China's contract chip makers, battered by a sharp downturn in demand for semiconductors, will survive the recession and become increasingly competitive over time, according to an Accenture executive.
"There is still some reduction in total orders and cleaning out of capacity commitments but, at least from what I've heard from my clients, overall they do see that stabilization beginning and I think you will see that China is still a play," said Scott Grant, global semiconductor lead at Accenture and author of a recent study on how chip makers should adapt their operations to survive the recession.
Contract chip makers, known as foundries, produce chips under contract for companies that design and sell chips but don't own the multi-billion-dollar plants needed to make them.
In recent years, Chinese foundries like Semiconductor Manufacturing International Corp. (SMIC) carved out a niche for themselves providing access to second- and third-generation chip technologies instead of the cutting-edge technologies offered by larger rivals, such as Taiwan Semiconductor Manufacturing Co. (TSMC).
Generous government support helped Chinese chip makers survive and expand their manufacturing capacity in recent years, despite posting heavy financial losses.
The financial downturn has made the financial pressures worse. SMIC, China's largest chip maker, saw its first-quarter revenue fall by 50 percent. Its gross margin during the period was -88.3 percent, which means every US$1 of products that it sold cost $1.88 to produce, excluding other costs such as sales, general administration and R&D expenses.
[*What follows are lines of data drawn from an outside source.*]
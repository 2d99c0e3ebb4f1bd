use super::{
	error::{check_shapes, Error, Result},
	mean::Mean,
	StreamingMetric,
};
use ndarray::{prelude::*, Zip};
use num_traits::ToPrimitive;

/**
The accuracy is the proportion of examples where the prediction is within a relative tolerance of the label, that is where `|prediction - label| < |pct_close * label|`.

The comparison is strict, so a label of exactly zero is never predicted accurately.
*/
#[derive(Clone, Debug)]
pub struct Accuracy {
	pct_close: f32,
	mean: Mean,
}

#[derive(Clone, Copy, Debug, PartialEq)]
pub struct AccuracyOptions {
	/// The tolerance relative to the label.
	pub pct_close: f32,
}

impl Default for AccuracyOptions {
	fn default() -> Self {
		Self { pct_close: 0.10 }
	}
}

impl Accuracy {
	pub fn new(options: AccuracyOptions) -> Self {
		Self {
			pct_close: options.pct_close,
			mean: Mean::new(),
		}
	}
}

impl Default for Accuracy {
	fn default() -> Self {
		Self::new(AccuracyOptions::default())
	}
}

fn is_close(prediction: f32, label: f32, pct_close: f32) -> bool {
	(prediction - label).abs() < (pct_close * label).abs()
}

impl StreamingMetric<'_> for Accuracy {
	/// (prediction, label)
	type Input = (f32, f32);
	type Output = Option<f32>;

	fn update(&mut self, value: Self::Input) {
		let (prediction, label) = value;
		self.mean
			.update(if is_close(prediction, label, self.pct_close) {
				1.0
			} else {
				0.0
			})
	}

	fn merge(&mut self, other: Self) {
		self.mean.merge(other.mean)
	}

	fn finalize(self) -> Option<f32> {
		self.mean.finalize()
	}
}

/**
Compute the accuracy of a whole batch of predictions and labels with shape (n_examples, n_channels, height, width) at once.

The number of accurate values over every channel is divided by `n_examples * height * width`, so the channel axis is not counted as separate items. With a single channel this is the proportion of accurate values. With more than one channel the result can exceed one.
*/
pub fn accuracy_fast(
	predictions: ArrayView4<f32>,
	labels: ArrayView4<f32>,
	options: AccuracyOptions,
) -> Result<f32> {
	check_shapes(predictions.shape(), labels.shape())?;
	let (n_examples, _, height, width) = labels.dim();
	let n_items = n_examples * height * width;
	if n_items == 0 {
		return Err(Error::EmptySelection);
	}
	let mut n_correct = 0usize;
	Zip::from(predictions)
		.and(labels)
		.apply(|prediction, label| {
			if is_close(*prediction, *label, options.pct_close) {
				n_correct += 1;
			}
		});
	log::debug!("{} of {} items are accurate", n_correct, n_items);
	Ok((n_correct.to_f64().unwrap() / n_items.to_f64().unwrap()) as f32)
}

/**
Compute the accuracy item by item, calling `predict` on the input of every example in turn.

This is slower than [accuracy_fast](fn.accuracy_fast.html) but each inaccurate prediction is logged at the debug level along with its index and label, which helps to find out why a model is wrong.
*/
pub fn accuracy_item_by_item<I, T, F>(
	examples: I,
	mut predict: F,
	options: AccuracyOptions,
) -> Result<f32>
where
	I: IntoIterator<Item = (T, f32)>,
	F: FnMut(&T) -> f32,
{
	let mut mean = Mean::new();
	let mut n_wrong = 0;
	for (index, (input, label)) in examples.into_iter().enumerate() {
		let prediction = predict(&input);
		let correct = is_close(prediction, label, options.pct_close);
		if !correct {
			n_wrong += 1;
			log::debug!(
				"example {}: predicted {} but the label is {}",
				index,
				prediction,
				label
			);
		}
		mean.update(if correct { 1.0 } else { 0.0 });
	}
	log::debug!("{} inaccurate predictions", n_wrong);
	mean.finalize().ok_or(Error::EmptySelection)
}

#[test]
fn test_accuracy() {
	let mut accuracy = Accuracy::default();
	accuracy.update((1.05, 1.0));
	accuracy.update((1.2, 1.0));
	accuracy.update((-2.1, -2.0));
	accuracy.update((0.0, 0.0));
	assert_eq!(accuracy.finalize(), Some(0.5));
}

#[test]
fn test_accuracy_merge() {
	let mut left = Accuracy::default();
	left.update((1.0, 1.0));
	let mut right = Accuracy::default();
	right.update((5.0, 1.0));
	right.update((3.0, 3.0));
	right.update((9.0, 3.0));
	left.merge(right);
	assert_eq!(left.finalize(), Some(0.5));
}

#[test]
fn test_accuracy_fast() {
	let predictions = arr2(&[[1.05, 2.5], [3.0, 0.0]])
		.into_shape((1, 1, 2, 2))
		.unwrap();
	let labels = arr2(&[[1.0, 2.0], [3.0, 0.0]])
		.into_shape((1, 1, 2, 2))
		.unwrap();
	let accuracy =
		accuracy_fast(predictions.view(), labels.view(), AccuracyOptions::default()).unwrap();
	assert_eq!(accuracy, 0.5);
	let accuracy = accuracy_fast(
		predictions.view(),
		labels.view(),
		AccuracyOptions { pct_close: 0.5 },
	)
	.unwrap();
	assert_eq!(accuracy, 0.75);
}

#[test]
fn test_accuracy_fast_counts_items_without_channels() {
	let labels = Array4::<f32>::ones((1, 2, 1, 1));
	let accuracy =
		accuracy_fast(labels.view(), labels.view(), AccuracyOptions::default()).unwrap();
	assert_eq!(accuracy, 2.0);
}

#[test]
fn test_accuracy_fast_errors() {
	let predictions = Array4::<f32>::ones((1, 1, 2, 2));
	let labels = Array4::<f32>::ones((2, 1, 2, 2));
	assert_eq!(
		accuracy_fast(predictions.view(), labels.view(), AccuracyOptions::default()),
		Err(Error::ShapeMismatch {
			predictions: vec![1, 1, 2, 2],
			labels: vec![2, 1, 2, 2],
		})
	);
	let empty = Array4::<f32>::ones((0, 1, 2, 2));
	assert_eq!(
		accuracy_fast(empty.view(), empty.view(), AccuracyOptions::default()),
		Err(Error::EmptySelection)
	);
}

#[test]
fn test_accuracy_item_by_item() {
	let examples = vec![(1.0, 2.0), (2.0, 4.0), (3.0, 7.0), (4.0, 0.0)];
	let accuracy = accuracy_item_by_item(examples, |x: &f32| 2.0 * x, AccuracyOptions::default());
	assert_eq!(accuracy, Ok(0.5));
	let examples: Vec<(f32, f32)> = Vec::new();
	assert_eq!(
		accuracy_item_by_item(examples, |x: &f32| *x, AccuracyOptions::default()),
		Err(Error::EmptySelection)
	);
}

#[test]
fn test_accuracy_item_by_item_predicts_each_example_once() {
	let examples = vec![(1.0, 1.0), (2.0, 2.5), (3.0, 3.0)];
	let mut n_calls = 0;
	let accuracy = accuracy_item_by_item(
		examples,
		|x: &f32| {
			n_calls += 1;
			*x
		},
		AccuracyOptions::default(),
	);
	assert_eq!(n_calls, 3);
	assert!(f32::abs(accuracy.unwrap() - 2.0 / 3.0) < f32::EPSILON);
}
This was the eighth consecutive quarter that SMIC posted a loss.
"On the foundries, margins have always been challenging. It's compounded now as the demand signal is unclear, so there's not a good read as to what they can do with their total capacity," Grant said, adding that the current margin and cost pressure these companies face are a concern.
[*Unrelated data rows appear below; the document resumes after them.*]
/*!
This crate defines the [`Metric`](trait.Metric.html) and [`StreamingMetric`](trait.StreamingMetric.html) traits and a number of metrics for evaluating regression predictions with shape (n_examples, n_channels, height, width), such as [`MaskedMeanSquaredError`](struct.MaskedMeanSquaredError.html), which ignores labels marked as missing, and [`Accuracy`](struct.Accuracy.html).

Fallible functions return this crate's [`Error`](enum.Error.html). In an application, wrap them with `anyhow`:

```
use eval_metrics::masked_mean_squared_error;
use ndarray::prelude::*;

fn loss() -> anyhow::Result<f32> {
	let predictions = Array4::<f32>::ones((1, 1, 2, 2));
	let labels = arr2(&[[0.0, 2.0], [2.0, 2.0]]).into_shape((1, 1, 2, 2))?;
	Ok(masked_mean_squared_error(predictions.view(), labels.view())?)
}

assert_eq!(loss().unwrap(), 1.0);
```
*/

#![allow(clippy::tabs_in_doc_comments)]

mod accuracy;
mod config;
mod error;
mod masked_mean_squared_error;
mod mean;
mod mean_squared_error;

pub use self::accuracy::{accuracy_fast, accuracy_item_by_item, Accuracy, AccuracyOptions};
pub use self::config::Config;
pub use self::error::{Error, Result};
pub use self::masked_mean_squared_error::{
	masked_mean_squared_error, masked_mean_squared_error_per_example, MaskedMeanSquaredError,
	MaskedMeanSquaredErrorInput, MaskedMeanSquaredErrorOptions,
	MaskedMeanSquaredErrorPerExampleOutput, MISSING_VALUE,
};
pub use self::mean::Mean;
pub use self::mean_squared_error::MeanSquaredError;

/**
A `Metric` is computed in one call when the whole input is available, as [`MaskedMeanSquaredError`](struct.MaskedMeanSquaredError.html) is for a batch of 4-D predictions and labels.

The generic lifetime `'a` lets `Input` borrow array views from the caller.
*/
pub trait Metric<'a> {
	type Input;
	type Output;
	fn compute(input: Self::Input) -> Self::Output;
}

/**
A `StreamingMetric` is aggregated one value at a time with `update()`. Metrics aggregated over separate chunks of a dataset are combined with `merge()`, and `finalize()` produces the result.

# Examples

This metric counts the labels that are present, that is not equal to [`MISSING_VALUE`](constant.MISSING_VALUE.html).

```
use eval_metrics::{StreamingMetric, MISSING_VALUE};

#[derive(Default)]
struct PresentCount(usize);

impl StreamingMetric<'_> for PresentCount {
	type Input = f32;
	type Output = usize;
	fn update(&mut self, label: Self::Input) {
		if label != MISSING_VALUE {
			self.0 += 1;
		}
	}
	fn merge(&mut self, other: Self) { self.0 += other.0 }
	fn finalize(self) -> Self::Output { self.0 }
}

let mut left = PresentCount::default();
left.update(0.0);
left.update(2.0);
let mut right = PresentCount::default();
right.update(3.0);
left.merge(right);
assert_eq!(left.finalize(), 2);
```
*/
pub trait StreamingMetric<'a> {
	/// The value aggregated by `update()`.
	type Input;
	/// The result of `finalize()`.
	type Output;
	fn update(&mut self, input: Self::Input);
	fn merge(&mut self, other: Self);
	fn finalize(self) -> Self::Output;
}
As demand stabilizes and Chinese chip makers gain more visibility into future demand patterns, they will be able to manage their costs and capacity allocation better, he said. But it remains to be seen whether or not China's chip industry will see the level of investment in new plants that has been seen in recent years.
"Will there be as much investment in new capacity in China? I'm not certain, but I think you'll see the continued maturing of their foundry and assembly-test facilities and they'll become considerably competitive," Grant said.